You may be a nature lover who doesnt understand the issues, knows nothing about the history of the Adirondacks and the long campaign of land acquisition, road closing, and crass, unjust, selective regulation to drive the people out.
You are taking a stand to eradicate a culture, to destroy the future of an economy and families in their hometowns if you support the DECs non-ATV plan.
Like me, you may have never sat on the seat of an ATV; you may delight in solitude broken only by the sound of a bears screeching howl or the chirping of the peepers in the spring; but, if you care about your neighbors, and want to save their communities from being inexorably eradicated by the rapacious green agenda; if you want to save their roads, their culture, their economy; if you want their schools to stop closing and the children to return; you will stand loud and clear against this plan.

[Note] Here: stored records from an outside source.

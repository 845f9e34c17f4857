//! Config and torrent builders for reconciliation tests.

use tlever_config::LeverConfig;
use tlever_torrent_core::{
    IdleMode, RatioMode, SessionInfo, ThrottleProfile, TorrentSnapshot, TorrentState,
};

/// Download root used by [`session`].
pub const DOWNLOAD_ROOT: &str = "/srv/torrents";

/// Session info rooted at [`DOWNLOAD_ROOT`].
#[must_use]
pub fn session() -> SessionInfo {
    SessionInfo {
        download_dir: DOWNLOAD_ROOT.to_string(),
        seed_ratio_limit: 2.0,
        seed_ratio_limited: true,
        rpc_version: 17,
        version: "4.0.5".to_string(),
    }
}

/// Tier profile with the given threshold and upload cap.
#[must_use]
pub const fn tier(threshold: f64, upload_limit: u64) -> ThrottleProfile {
    ThrottleProfile {
        seed_ratio_limit: threshold,
        seed_ratio_mode: RatioMode::Single,
        seed_idle_limit: 30,
        seed_idle_mode: IdleMode::Off,
        upload_limit,
        upload_limited: true,
    }
}

/// Default config with a three-step ladder at ratios 1, 2 and 3.
#[must_use]
pub fn config() -> LeverConfig {
    LeverConfig {
        tiers: vec![tier(1.0, 300), tier(2.0, 200), tier(3.0, 100)],
        ..LeverConfig::default()
    }
}

/// Completed, seeding torrent stored directly under [`DOWNLOAD_ROOT`].
#[must_use]
pub fn torrent(hash: &str, ratio: f64) -> TorrentSnapshot {
    TorrentSnapshot {
        hash: hash.to_string(),
        name: format!("torrent-{hash}"),
        ratio,
        progress: 100.0,
        state: TorrentState::Seeding,
        download_dir: DOWNLOAD_ROOT.to_string(),
        eta: -1,
        ..TorrentSnapshot::default()
    }
}

/// [`torrent`] with the given labels.
#[must_use]
pub fn labelled(hash: &str, ratio: f64, labels: &[&str]) -> TorrentSnapshot {
    TorrentSnapshot {
        labels: labels.iter().map(|label| (*label).to_string()).collect(),
        ..torrent(hash, ratio)
    }
}
//! Immutable projections of daemon state and the change payloads sent back.
//!
//! # Design
//! - Snapshots are fetched by value at the start of every pass and never cached.
//! - Change payloads carry only the fields a caller intends to write so that a
//!   throttle update never clobbers labels (and vice versa).

use serde::{Deserialize, Serialize};

/// Lifecycle state reported by the daemon for a torrent.
#[derive(Debug, Clone, Copy, Serialize, Deserialize, PartialEq, Eq, Default)]
#[serde(rename_all = "snake_case")]
pub enum TorrentState {
    /// Paused by a user or by a seed limit.
    #[default]
    Stopped,
    /// Verifying local data.
    Checking,
    /// Actively downloading.
    Downloading,
    /// Complete and uploading.
    Seeding,
    /// Waiting in one of the daemon queues.
    Queued,
}

impl TorrentState {
    /// Render the state as its lowercase label.
    #[must_use]
    pub const fn as_str(self) -> &'static str {
        match self {
            Self::Stopped => "stopped",
            Self::Checking => "checking",
            Self::Downloading => "downloading",
            Self::Seeding => "seeding",
            Self::Queued => "queued",
        }
    }
}

/// How the idle-seeding limit of a torrent is resolved.
#[derive(Debug, Clone, Copy, Serialize, Deserialize, PartialEq, Eq, Default)]
#[serde(rename_all = "lowercase")]
pub enum IdleMode {
    /// Follow the daemon-wide idle limit.
    #[default]
    Global,
    /// Use the torrent's own idle limit.
    Single,
    /// Seed regardless of idle time.
    Off,
}

impl IdleMode {
    /// Numeric code used on the daemon wire.
    #[must_use]
    pub const fn code(self) -> u8 {
        match self {
            Self::Global => 0,
            Self::Single => 1,
            Self::Off => 2,
        }
    }

    /// Decode a wire code, returning `None` for unknown values.
    #[must_use]
    pub const fn from_code(code: i64) -> Option<Self> {
        match code {
            0 => Some(Self::Global),
            1 => Some(Self::Single),
            2 => Some(Self::Off),
            _ => None,
        }
    }
}

/// How the seed-ratio limit of a torrent is resolved.
#[derive(Debug, Clone, Copy, Serialize, Deserialize, PartialEq, Eq, Default)]
#[serde(rename_all = "lowercase")]
pub enum RatioMode {
    /// Follow the daemon-wide ratio limit.
    #[default]
    Global,
    /// Use the torrent's own ratio limit.
    Single,
    /// Seed forever.
    Unlimited,
}

impl RatioMode {
    /// Numeric code used on the daemon wire.
    #[must_use]
    pub const fn code(self) -> u8 {
        match self {
            Self::Global => 0,
            Self::Single => 1,
            Self::Unlimited => 2,
        }
    }

    /// Decode a wire code, returning `None` for unknown values.
    #[must_use]
    pub const fn from_code(code: i64) -> Option<Self> {
        match code {
            0 => Some(Self::Global),
            1 => Some(Self::Single),
            2 => Some(Self::Unlimited),
            _ => None,
        }
    }
}

/// Bandwidth/idle/ratio settings written to a torrent in a single call.
#[derive(Debug, Clone, Copy, Serialize, Deserialize, PartialEq, Default)]
pub struct ThrottleProfile {
    /// Ratio at which seeding stops; doubles as the tier threshold.
    pub seed_ratio_limit: f64,
    /// Ratio limit resolution mode.
    pub seed_ratio_mode: RatioMode,
    /// Minutes of inactivity before seeding stops.
    pub seed_idle_limit: u32,
    /// Idle limit resolution mode.
    pub seed_idle_mode: IdleMode,
    /// Upload cap in KiB/s.
    pub upload_limit: u64,
    /// Whether the upload cap is enforced.
    pub upload_limited: bool,
}

/// Global session values relevant to reconciliation and display.
#[derive(Debug, Clone, Serialize, Deserialize, PartialEq, Default)]
pub struct SessionInfo {
    /// Daemon-wide download root; category paths are relative to it.
    pub download_dir: String,
    /// Daemon-wide seed ratio limit.
    pub seed_ratio_limit: f64,
    /// Whether the daemon-wide ratio limit is enforced.
    pub seed_ratio_limited: bool,
    /// RPC protocol version.
    pub rpc_version: u32,
    /// Daemon version string.
    pub version: String,
}

/// Value snapshot of a torrent as reported by the daemon.
#[derive(Debug, Clone, Serialize, Deserialize, PartialEq, Default)]
pub struct TorrentSnapshot {
    /// Immutable info hash.
    pub hash: String,
    /// Display name.
    pub name: String,
    /// Ordered label set.
    pub labels: Vec<String>,
    /// Upload/download ratio; negative values are daemon sentinels.
    pub ratio: f64,
    /// Completion percentage in `0..=100`.
    pub progress: f64,
    /// Lifecycle state.
    pub state: TorrentState,
    /// Absolute storage location.
    pub download_dir: String,
    /// Seconds until completion, `-1` when unavailable, `-2` when unknown.
    pub eta: i64,
    /// Current upload rate in bytes per second.
    pub rate_upload: u64,
    /// Current download rate in bytes per second.
    pub rate_download: u64,
    /// Upload cap in KiB/s.
    pub upload_limit: u64,
    /// Whether the upload cap is enforced.
    pub upload_limited: bool,
    /// Download cap in KiB/s.
    pub download_limit: u64,
    /// Whether the download cap is enforced.
    pub download_limited: bool,
    /// Idle limit in minutes.
    pub seed_idle_limit: u32,
    /// Idle limit resolution mode.
    pub seed_idle_mode: IdleMode,
    /// Seed ratio limit.
    pub seed_ratio_limit: f64,
    /// Ratio limit resolution mode.
    pub seed_ratio_mode: RatioMode,
    /// Bandwidth group, when assigned.
    pub group: Option<String>,
}

impl TorrentSnapshot {
    /// Whether the daemon reports the payload fully downloaded.
    #[must_use]
    pub fn is_complete(&self) -> bool {
        self.progress >= 100.0
    }

    /// The throttle-related fields of the snapshot as a profile.
    #[must_use]
    pub const fn throttle(&self) -> ThrottleProfile {
        ThrottleProfile {
            seed_ratio_limit: self.seed_ratio_limit,
            seed_ratio_mode: self.seed_ratio_mode,
            seed_idle_limit: self.seed_idle_limit,
            seed_idle_mode: self.seed_idle_mode,
            upload_limit: self.upload_limit,
            upload_limited: self.upload_limited,
        }
    }
}

/// Partial update applied through `DaemonSession::change_torrent`.
#[derive(Debug, Clone, Serialize, Deserialize, PartialEq, Default)]
pub struct TorrentChange {
    /// Replacement label set (full write, not a delta).
    pub labels: Option<Vec<String>>,
    /// Throttle profile written as one unit.
    pub throttle: Option<ThrottleProfile>,
}

impl TorrentChange {
    /// Change that replaces the full label set.
    #[must_use]
    pub const fn labels(labels: Vec<String>) -> Self {
        Self {
            labels: Some(labels),
            throttle: None,
        }
    }

    /// Change that writes every throttle field together.
    #[must_use]
    pub const fn throttle(profile: ThrottleProfile) -> Self {
        Self {
            labels: None,
            throttle: Some(profile),
        }
    }

    /// Whether the change would write nothing.
    #[must_use]
    pub const fn is_empty(&self) -> bool {
        self.labels.is_none() && self.throttle.is_none()
    }
}

#[cfg(test)]
mod tests {
    use super::*;

    #[test]
    fn mode_codes_round_trip_and_reject_unknown() {
        for mode in [IdleMode::Global, IdleMode::Single, IdleMode::Off] {
            assert_eq!(IdleMode::from_code(i64::from(mode.code())), Some(mode));
        }
        for mode in [RatioMode::Global, RatioMode::Single, RatioMode::Unlimited] {
            assert_eq!(RatioMode::from_code(i64::from(mode.code())), Some(mode));
        }
        assert_eq!(IdleMode::from_code(7), None);
        assert_eq!(RatioMode::from_code(-1), None);
    }

    #[test]
    fn modes_deserialize_from_lowercase_names() {
        let profile: ThrottleProfile = serde_json::from_str(
            r#"{"seed_ratio_limit":1.5,"seed_ratio_mode":"unlimited","seed_idle_limit":30,
                "seed_idle_mode":"off","upload_limit":100,"upload_limited":true}"#,
        )
        .expect("profile should parse");
        assert_eq!(profile.seed_ratio_mode, RatioMode::Unlimited);
        assert_eq!(profile.seed_idle_mode, IdleMode::Off);
        assert_eq!(profile.upload_limit, 100);
    }

    #[test]
    fn completion_requires_full_progress() {
        let mut torrent = TorrentSnapshot {
            progress: 99.9,
            ..TorrentSnapshot::default()
        };
        assert!(!torrent.is_complete());
        torrent.progress = 100.0;
        assert!(torrent.is_complete());
    }

    #[test]
    fn change_constructors_touch_one_concern() {
        let labels = TorrentChange::labels(vec!["a".into()]);
        assert!(labels.throttle.is_none());
        let throttle = TorrentChange::throttle(ThrottleProfile::default());
        assert!(throttle.labels.is_none());
        assert!(TorrentChange::default().is_empty());
        assert_eq!(TorrentState::Queued.as_str(), "queued");
    }
}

The plan has ATVs as its target, but closing roads and blocking what would be a popular way for local people and visitors to enjoy the Adirondacks is the meaning of the non-ATV plan. Todays ATVs are the practical means of transportation to enjoy what are called trails by the fanatical environmentalists and bureaucrats.
We walked Johns Pond Road in the town of Indian Lake on April 28, expecting to investigate and photograph the old Little Canada Cemetery. We saw the growing destruction of the old, well-built town highway, not by ATVs, but by hikers and mother natures inexorable onslaught in the face of zero maintenance.
After passing the large boulders that DEC placed to block the road, this is what we viewed and experienced: Culverts lying uselessly in open stream channels while springs floods rushed around them on both sides. Sections of road gullied by new stream routes down the narrow trench worn by hikers. Open gullies and streams full of water over which we nervously hopped, stone by stone. Long stretches of ponding and mud, some with by-pass trails cut by hikers. Trees fallen across the road, sawn off just minimally enough to allow a narrow pass. Balsam fir thickets closing in from the edges of the road. Side roads to other settlements, once touted as hiking rails in a well-known guidebook, growing over and becoming indiscernible.
DEC calls it trail maintenance and preserving the spirit of the wilderness for the public. What a lie! The road is being destroyed just as deliberately as if a town fired its highway crew and stopped ditching and grading its gravel roads each summer. The goal is keeping people out.
Closing roads, closing off the way into the woods, keeps out hunters, ordinary people like myself who are not young, and the disabled and anyone beyond the very physically fit.
By keeping people out, not only are the ancient Little Canada cemetery, Johns Pond beyond, and any historic remains of settlement blocked from public access, a violation of law, but the economy and culture suffer a decline. People who would visit the area do not come. DEC and the extreme environmentalists know that hunters and users of motorized vehicles, who would enjoy these old town roads now called trails, spend the mount of money to make an impact on the local economy, and that hikers and canoeists have little positive economic impact. That is why the goal is to keep ATVs out.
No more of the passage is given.